Exactly how the lower cortical areas would integrate information from distant parts of the visual field remains to be determined. Because image information is laid out retinotopically in area V2 (Gattass et al., 1981;Van Essen and Zeki, 1978), the representations of the figure boundaries are widely distributed in the cortex. Thus, for the processing to occur within V2, one would have to assume fast horizontal propagation of signals to explain the rapid emergence of border-ownership signals. Given the large size of V2, the conduction velocity of intracortical fibers might be too slow. Another possibility is that the integration occurs via recurrent signals from nearby areas, such as V3 or V4, which would travel through the much faster fibers of the white matter (Bullier, 2001;Hupe et al., 2001).
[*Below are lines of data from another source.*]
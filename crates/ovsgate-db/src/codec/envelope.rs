//! JSON-RPC envelope construction and classification.

use serde_json::{Map, Value, json};

use ovsgate_types::{OvsTable, TableRecord};

use crate::errors::CodecError;

use super::rows;

/// Key selecting the rows a delete request removes.
#[derive(Debug, Clone, PartialEq)]
pub enum DeleteKey {
    /// Match the row's server-assigned `_uuid`.
    Uuid(String),
    /// Match a named column against a value.
    Column { column: String, value: Value },
}

impl DeleteKey {
    /// Builds a match on a named column.
    #[must_use]
    pub fn column(column: impl Into<String>, value: impl Into<Value>) -> Self {
        Self::Column {
            column: column.into(),
            value: value.into(),
        }
    }

    fn where_clause(&self) -> Value {
        match self {
            Self::Uuid(uuid) => json!([["_uuid", "==", ["uuid", uuid]]]),
            Self::Column { column, value } => json!([[column, "==", value]]),
        }
    }
}

/// Builds a transact/insert request for the record.
pub(crate) fn insert_request(database: &str, rid: &str, record: &TableRecord) -> String {
    json!({
        "method": "transact",
        "id": rid,
        "params": [database, {
            "op": "insert",
            "table": record.table().name(),
            "row": rows::encode_row(record),
        }],
    })
    .to_string()
}

/// Builds a transact/delete request removing the rows matching `key`.
pub(crate) fn delete_request(database: &str, rid: &str, table: OvsTable, key: &DeleteKey) -> String {
    json!({
        "method": "transact",
        "id": rid,
        "params": [database, {
            "op": "delete",
            "table": table.name(),
            "where": key.where_clause(),
        }],
    })
    .to_string()
}

/// Builds a monitor request subscribing `monitor_id` to the table.
pub(crate) fn monitor_request(
    database: &str,
    rid: &str,
    monitor_id: &str,
    table: OvsTable,
) -> String {
    let mut tables = Map::new();
    tables.insert(table.name().to_string(), Value::Object(Map::new()));
    json!({
        "method": "monitor",
        "params": [database, monitor_id, tables],
        "id": rid,
    })
    .to_string()
}

/// Builds a monitor_cancel request for the subscription.
pub(crate) fn monitor_cancel_request(rid: &str, monitor_id: &str) -> String {
    json!({
        "method": "monitor_cancel",
        "params": [monitor_id],
        "id": rid,
    })
    .to_string()
}

/// An inbound message, classified by its `id` field.
#[derive(Debug)]
pub(crate) enum Envelope {
    /// Reply to a request this client issued.
    Response {
        id: String,
        result: Value,
        error: Option<Value>,
    },
    /// Unsolicited table-change notification.
    Update {
        monitor_id: String,
        tables: Map<String, Value>,
    },
}

impl Envelope {
    /// Classifies a decoded JSON document.
    ///
    /// A present, non-null `id` marks a response; a null `id` marks an
    /// `update` notification whose params are `[monitor_id, {table: rows}]`.
    pub(crate) fn decode(message: Value) -> Result<Self, CodecError> {
        let Value::Object(mut fields) = message else {
            return Err(CodecError::NotAnObject);
        };
        let id = fields.remove("id").ok_or(CodecError::MissingId)?;

        if let Value::String(id) = id {
            let error = fields.remove("error").filter(|value| !value.is_null());
            let result = fields.remove("result").unwrap_or(Value::Null);
            return Ok(Self::Response { id, result, error });
        }
        if !id.is_null() {
            return Err(CodecError::malformed("response id"));
        }

        match fields.get("method").and_then(Value::as_str) {
            Some("update") => {}
            Some(other) => return Err(CodecError::UnsupportedMethod(other.to_string())),
            None => return Err(CodecError::malformed("notification method")),
        }

        let Some(Value::Array(mut params)) = fields.remove("params") else {
            return Err(CodecError::malformed("notification params"));
        };
        if params.len() != 2 {
            return Err(CodecError::malformed("notification params"));
        }
        let Value::Object(tables) = params.remove(1) else {
            return Err(CodecError::malformed("notification tables"));
        };
        let Value::String(monitor_id) = params.remove(0) else {
            return Err(CodecError::malformed("notification monitor id"));
        };

        Ok(Self::Update { monitor_id, tables })
    }
}

#[cfg(test)]
mod tests {
    use ovsgate_types::{Feedback, GatewayConfig, InterfaceCommand, InterfaceType, OvsStatus};

    use super::*;

    fn sample_config() -> TableRecord {
        TableRecord::GatewayConfig(GatewayConfig {
            if_name: "brlan0".to_string(),
            if_type: InterfaceType::Bridge,
            if_cmd: InterfaceCommand::Up,
            ..GatewayConfig::default()
        })
    }

    #[test]
    fn insert_request_has_the_expected_shape() {
        let payload: Value =
            serde_json::from_str(&insert_request("Open_vSwitch", "2001", &sample_config()))
                .expect("valid json");
        assert_eq!(payload["method"], "transact");
        assert_eq!(payload["id"], "2001");
        assert_eq!(payload["params"][0], "Open_vSwitch");
        assert_eq!(payload["params"][1]["op"], "insert");
        assert_eq!(payload["params"][1]["table"], "Gateway_Config");
        assert_eq!(payload["params"][1]["row"]["if_name"], "brlan0");
        assert_eq!(payload["params"][1]["row"]["if_type"], 1);
        assert_eq!(payload["params"][1]["row"]["mtu"], 1500);
    }

    #[test]
    fn delete_by_uuid_matches_the_opaque_identifier() {
        let payload: Value = serde_json::from_str(&delete_request(
            "Open_vSwitch",
            "7",
            OvsTable::GatewayConfig,
            &DeleteKey::Uuid("abc-123".to_string()),
        ))
        .expect("valid json");
        assert_eq!(payload["params"][1]["op"], "delete");
        assert_eq!(
            payload["params"][1]["where"],
            json!([["_uuid", "==", ["uuid", "abc-123"]]])
        );
    }

    #[test]
    fn delete_by_column_matches_the_named_column() {
        let payload: Value = serde_json::from_str(&delete_request(
            "Open_vSwitch",
            "8",
            OvsTable::Feedback,
            &DeleteKey::column("req_uuid", "abc-123"),
        ))
        .expect("valid json");
        assert_eq!(
            payload["params"][1]["where"],
            json!([["req_uuid", "==", "abc-123"]])
        );
    }

    #[test]
    fn monitor_request_registers_the_table() {
        let payload: Value =
            serde_json::from_str(&monitor_request("Open_vSwitch", "11", "10", OvsTable::Feedback))
                .expect("valid json");
        assert_eq!(payload["method"], "monitor");
        assert_eq!(payload["params"][0], "Open_vSwitch");
        assert_eq!(payload["params"][1], "10");
        assert_eq!(payload["params"][2], json!({"Feedback": {}}));
        assert_eq!(payload["id"], "11");
    }

    #[test]
    fn monitor_cancel_request_names_the_subscription() {
        let payload: Value = serde_json::from_str(&monitor_cancel_request("12", "10"))
            .expect("valid json");
        assert_eq!(payload["method"], "monitor_cancel");
        assert_eq!(payload["params"], json!(["10"]));
    }

    #[test]
    fn response_envelopes_carry_id_and_result() {
        let message = json!({"id": "2001", "result": [{"count": 1}], "error": null});
        let envelope = Envelope::decode(message).expect("decode response");
        let Envelope::Response { id, result, error } = envelope else {
            panic!("expected a response envelope");
        };
        assert_eq!(id, "2001");
        assert_eq!(result, json!([{"count": 1}]));
        assert!(error.is_none());
    }

    #[test]
    fn update_envelopes_split_monitor_id_and_tables() {
        let message = json!({
            "id": null,
            "method": "update",
            "params": ["10", {"Feedback": {"row-1": {"new": {"req_uuid": "abc", "status": 0}}}}],
        });
        let envelope = Envelope::decode(message).expect("decode update");
        let Envelope::Update { monitor_id, tables } = envelope else {
            panic!("expected an update envelope");
        };
        assert_eq!(monitor_id, "10");
        assert!(tables.contains_key("Feedback"));
    }

    #[test]
    fn messages_without_an_id_are_rejected() {
        let error = Envelope::decode(json!({"method": "update"})).expect_err("missing id");
        assert!(matches!(error, CodecError::MissingId));
    }

    #[test]
    fn null_id_with_unknown_method_is_rejected() {
        let message = json!({"id": null, "method": "echo", "params": []});
        let error = Envelope::decode(message).expect_err("unsupported method");
        assert!(matches!(error, CodecError::UnsupportedMethod(method) if method == "echo"));
    }

    #[test]
    fn feedback_round_trips_through_insert_and_update_rows() {
        let feedback = TableRecord::Feedback(Feedback::new("abc-123", OvsStatus::Success));
        let payload: Value =
            serde_json::from_str(&insert_request("Open_vSwitch", "1", &feedback))
                .expect("valid json");
        let row = &payload["params"][1]["row"];
        let change = json!({"new": row});
        let decoded = rows::decode_row_change(OvsTable::Feedback, &change)
            .expect("decode row")
            .expect("row carries a record");
        assert_eq!(decoded, feedback);
    }
}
Neural coding of figure-ground organization

Figure-ground organization is a complex phenomenon that involves depth stratification as well as grouping of elementary features into larger units (‘figures’). Border-ownership coding provides a key to understanding a broad range of observations. Our results suggest that the coding of border ownership is surprisingly simple: Each segment of contrast border is represented by two groups of orientation selective neurons, one for each side of ownership, whose differential activity encodes the border assignment, similarly as motion is encoded by cells with opposite direction preference, or light and dark by on- and off-center ganglion cells. We assume that the strength of the neural border-ownership signal is related to the probability of perceiving one of two adjacent regions as occluding the other. Thus, neural border-ownership assignment is not an all-or-none process. For example, side-of-figure signals in V2 decrease with increasing figure size (Fig. 2C). Correspondingly, smaller regions have a higher probability to be perceived as foreground than larger regions (Rubin, 1921). We do not imply that V2 is “the site of perception” of figure and ground. Such an interpretation would be incompatible with the graded nature of border-ownership signals and the observation of neurons representing alternative interpretations in parallel (Fig. 6).

Coding border ownership in orientation selective cells is an effective way of representing the overlay structure of scenes because the signals of these cells form the basis of shape representation for subsequent stages of processing. The assignment of border ownership directly specifies which contour elements are to be processed for each shape and which not. Indeed, border-ownership assignment affects shape recognition (Driver and Baylis, 1996;Nakayama et al., 1989) and shape specific visual search (He and Nakayama, 1992;Rensink and Enns, 1998). The figure-ground dependence of motion signals in MT (and of motion perception) indicates that MT mechanisms compute the direction of motion of a surface from features at the borders of the surface, selecting the features according to border ownership (Duncan et al., 2000;Shimojo et al., 1989).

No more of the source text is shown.